Not even a seal fleeing toward the sea could provoke such an occurrence.
Some might even ask themselves how it was possible that Jacob wasn’t needed for labor the way that the other inhabitants of his town were.
He wasn’t called upon by the forces of the new order because he remained asleep for the duration of that season.
As though floating within the liquid that contains the columns that sustain the world.
In any case, questions about the perennial survival of Jacob will have to be asked of the English investigator who rescued the remains of the manuscripts from the German publishers.
I also don’t believe we will ever know Master Porcupine’s reasons for trying to develop his Mariotic Theory
Likewise, if the martial arts fighter was indeed Bruce Lee himself.
In the meantime, as these and other mysteries are slowly elucidated, the only thing left as something tangible is this book, Jacob the Mutant.
The aforementioned work and the group of camels that I used to visit with my grandfather before he disappeared from my life forever.
All the while I should not forget that, when I finish this state of prayer I find myself submersed in, the tasbih—that type of Muslim rosary — ought to be saved as if it were a relic.
Set next to a group of hardboiled eggs, like those prepared in the Catholic Church each afternoon.
A prayer rosary—tasbih—that, in some way, could bring the reader closer to the mystery that only the vision of a group of sheep grazing among rocks is capable of creating.
Let us have faith in it.
The Wait
The forms remain in suspense. The men’s skin perpetually wet. A golem. A dozen boiled eggs. The Stroemfeld publishing house’s employee, trying to blot out the traces of the text. No mutation is produced. All that appears is the image of some sheep grazing among rocks.
Explanatory Map, Number 2 by Zsu Szkurka
The Diary of Rose Eigen: A Translator’s Afterword by Jacob Steinberg
Someone who maintains a routine life in his or her existence could perhaps have difficulties understanding some of the occurrences in the text Jacob the Mutant. Difficulties not only in understanding the characters, but also the fates, the physical or geographical spaces, and even the words that the reader must face. Each one of these elements, among other aspects, seems to avoid any aspect related to stability.
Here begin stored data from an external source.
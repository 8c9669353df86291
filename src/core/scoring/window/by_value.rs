use crate::core::{Position, SampleTrack};

use super::{Neighbor, NeighborSelector, HALF_WIDTH, WEIGHTS};

/// Neighbors are all rows within two positions of the scored one, weighted by the actual distance.
#[derive(Clone, Copy, Default, PartialEq, Debug)]
pub struct ByValue;

impl NeighborSelector for ByValue {
    fn select(&self, track: &SampleTrack, row: usize) -> Option<Vec<Neighbor>> {
        let rows = track.rows();
        let position = rows[row].position;

        let span = HALF_WIDTH as Position;
        let window: Vec<Neighbor> = track
            .within(position.saturating_sub(span)..=position.saturating_add(span))
            .into_iter()
            .map(|ind| {
                let x = rows[ind];
                let distance = (position - x.position).unsigned_abs() as usize;
                Neighbor::new(x.position, x.counts, WEIGHTS[HALF_WIDTH + distance])
            })
            .collect();

        if !window.iter().any(|x| x.position == position) {
            return None;
        }
        Some(window)
    }
}

#[cfg(test)]
mod tests {
    use crate::core::TrackRow;

    use super::*;

    fn track(positions: &[Position]) -> SampleTrack {
        let rows = positions.iter().map(|pos| TrackRow::new(*pos, *pos as f64 * 10.0)).collect();
        SampleTrack::new("x", rows, None)
    }

    fn weights(track: &SampleTrack, row: usize) -> Vec<(Position, f64)> {
        ByValue.select(track, row).unwrap().into_iter().map(|x| (x.position, x.weight)).collect()
    }

    #[test]
    fn symmetric() {
        let dummy = track(&[8, 9, 10, 11, 12, 13, 14, 15, 16]);
        assert_eq!(weights(&dummy, 4), vec![(10, 0.9), (11, 1.0), (12, 0.0), (13, 1.0), (14, 0.9)]);

        let counts: Vec<f64> = ByValue.select(&dummy, 4).unwrap().iter().map(|x| x.counts).collect();
        assert_eq!(counts, vec![100.0, 110.0, 120.0, 130.0, 140.0]);
    }

    #[test]
    fn gaps() {
        let dummy = track(&[1, 10, 12, 13, 30]);
        assert_eq!(weights(&dummy, 2), vec![(10, 0.9), (12, 0.0), (13, 1.0)]);
        assert_eq!(weights(&dummy, 0), vec![(1, 0.0)]);
        assert_eq!(weights(&dummy, 4), vec![(30, 0.0)]);

        let dummy = track(&[10, 14]);
        assert_eq!(weights(&dummy, 0), vec![(10, 0.0)]);
    }

    #[test]
    fn track_edges() {
        let dummy = track(&[0, 1, 2, 3]);
        assert_eq!(weights(&dummy, 0), vec![(0, 0.0), (1, 1.0), (2, 0.9)]);
        assert_eq!(weights(&dummy, 3), vec![(1, 0.9), (2, 1.0), (3, 0.0)]);

        let dummy = track(&[Position::MAX - 1, Position::MAX]);
        assert_eq!(weights(&dummy, 1), vec![(Position::MAX - 1, 1.0), (Position::MAX, 0.0)]);
    }

    #[test]
    fn duplicated_neighbors() {
        let rows = vec![TrackRow::new(4, 1.0), TrackRow::new(5, 2.0), TrackRow::new(6, 3.0), TrackRow::new(4, 4.0)];
        let dummy = SampleTrack::new("x", rows, None);
        assert_eq!(weights(&dummy, 1), vec![(4, 1.0), (5, 0.0), (6, 1.0), (4, 1.0)]);
    }

    #[test]
    fn unsorted() {
        let dummy = track(&[12, 10, 11, 14, 13]);
        assert_eq!(weights(&dummy, 0), vec![(12, 0.0), (10, 0.9), (11, 1.0), (14, 0.9), (13, 1.0)]);
    }
}
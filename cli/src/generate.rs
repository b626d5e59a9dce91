#![deny(missing_docs)]

//! # Generate Command
//!
//! Reads the example payload files, builds the OpenAPI document and writes it
//! as YAML (or JSON) to a file or stdout.

use crate::error::{CliError, CliResult};
use clap::ValueEnum;
use induce_core::{build_openapi, BuildOptions, HttpMethod, PayloadRole, DEFAULT_MEDIA_TYPE};
use std::fs;
use std::path::{Path, PathBuf};

/// HTTP methods accepted on the command line.
#[derive(ValueEnum, Debug, Clone, Copy, PartialEq, Eq)]
#[value(rename_all = "UPPER")]
pub enum MethodArg {
    /// GET
    Get,
    /// POST
    Post,
    /// PUT
    Put,
    /// PATCH
    Patch,
    /// DELETE
    Delete,
}

impl From<MethodArg> for HttpMethod {
    fn from(method: MethodArg) -> Self {
        match method {
            MethodArg::Get => HttpMethod::Get,
            MethodArg::Post => HttpMethod::Post,
            MethodArg::Put => HttpMethod::Put,
            MethodArg::Patch => HttpMethod::Patch,
            MethodArg::Delete => HttpMethod::Delete,
        }
    }
}

/// Output serialization format.
#[derive(ValueEnum, Debug, Clone, Copy, PartialEq, Eq, Default)]
pub enum OutputFormat {
    /// YAML, 2-space indentation.
    #[default]
    Yaml,
    /// Pretty-printed JSON.
    Json,
}

/// Arguments for document generation.
#[derive(clap::Args, Debug, Clone)]
pub struct GenerateArgs {
    /// HTTP request method.
    #[clap(value_enum, value_name = "METHOD", ignore_case = true)]
    pub method: MethodArg,

    /// URI path (e.g. /employees/{id}).
    #[clap(value_name = "PATH")]
    pub path: String,

    /// HTTP response code.
    #[clap(value_name = "CODE")]
    pub code: u16,

    /// Path to file containing request body.
    #[clap(long, visible_alias = "req", value_name = "PATH")]
    pub request: Option<PathBuf>,

    /// Path to file containing response body.
    #[clap(long, visible_alias = "resp", value_name = "PATH")]
    pub response: Option<PathBuf>,

    /// Path to output file (stdout when omitted).
    #[clap(short, long, value_name = "PATH")]
    pub output: Option<PathBuf>,

    /// Desired media type to be used.
    #[clap(long, visible_alias = "mt", value_name = "STR", env = "INDUCE_MEDIA_TYPE", default_value = DEFAULT_MEDIA_TYPE)]
    pub media_type: String,

    /// Do not generate schema examples.
    #[clap(long, visible_alias = "ne", env = "INDUCE_NO_EXAMPLE")]
    pub no_example: bool,

    /// Output format.
    #[clap(long, value_enum, default_value_t = OutputFormat::Yaml)]
    pub format: OutputFormat,

    /// Override info.title.
    #[clap(long, value_name = "STR")]
    pub title: Option<String>,

    /// Override info.version.
    #[clap(long, value_name = "STR")]
    pub api_version: Option<String>,
}

impl GenerateArgs {
    /// Maps the command line onto build options.
    pub fn build_options(&self) -> BuildOptions {
        let mut options = BuildOptions::new(self.method.into(), self.path.clone(), self.code)
            .with_media_type(self.media_type.clone())
            .with_examples(!self.no_example);
        if let Some(title) = &self.title {
            options = options.with_title(title.clone());
        }
        if let Some(version) = &self.api_version {
            options = options.with_api_version(version.clone());
        }
        options
    }
}

/// Executes generation and returns the rendered document.
///
/// The document is written to `args.output` when set; otherwise it is returned
/// for the caller to print.
pub fn execute(args: &GenerateArgs) -> CliResult<Option<String>> {
    let request = read_payload(args.request.as_deref(), PayloadRole::Request)?;
    let response = read_payload(args.response.as_deref(), PayloadRole::Response)?;

    let outcome = build_openapi(&args.build_options(), request.as_deref(), response.as_deref())?;
    for warning in &outcome.warnings {
        eprintln!("{}", warning);
    }
    eprintln!("OpenAPI looks valid");

    let rendered = match args.format {
        OutputFormat::Yaml => outcome.document.to_yaml()?,
        OutputFormat::Json => outcome.document.to_json()? + "\n",
    };

    match &args.output {
        Some(path) => {
            fs::write(path, &rendered).map_err(|source| CliError::WriteOutput {
                path: path.clone(),
                source,
            })?;
            println!("Output written to {}", path.display());
            Ok(None)
        }
        None => Ok(Some(rendered)),
    }
}

fn read_payload(path: Option<&Path>, role: PayloadRole) -> CliResult<Option<String>> {
    let Some(path) = path else {
        return Ok(None);
    };
    fs::read_to_string(path)
        .map(Some)
        .map_err(|source| CliError::ReadInput {
            role,
            path: path.to_path_buf(),
            source,
        })
}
By writing these — now lost — texts whose rescued and compiled fragments that have been rescued and compiled make up a portion of the book we now call Jacob the Mutant, the writer Joseph Roth gives the impression of having created a world inhabited by characters without fixed identities, a universe that seeks to give way to new contexts, to realities that the reader unfamiliar with such forms — mentioned more than once in the book as aphoristic transformations — could deem absurd, or completely lacking sense.
But I know that there exist readers who understand — even some who have no alternative other than to understand — and know how such transformations work. They seem to understand them for the mere reason that they, themselves, have experienced similar mutations in the occurrences of their own lives.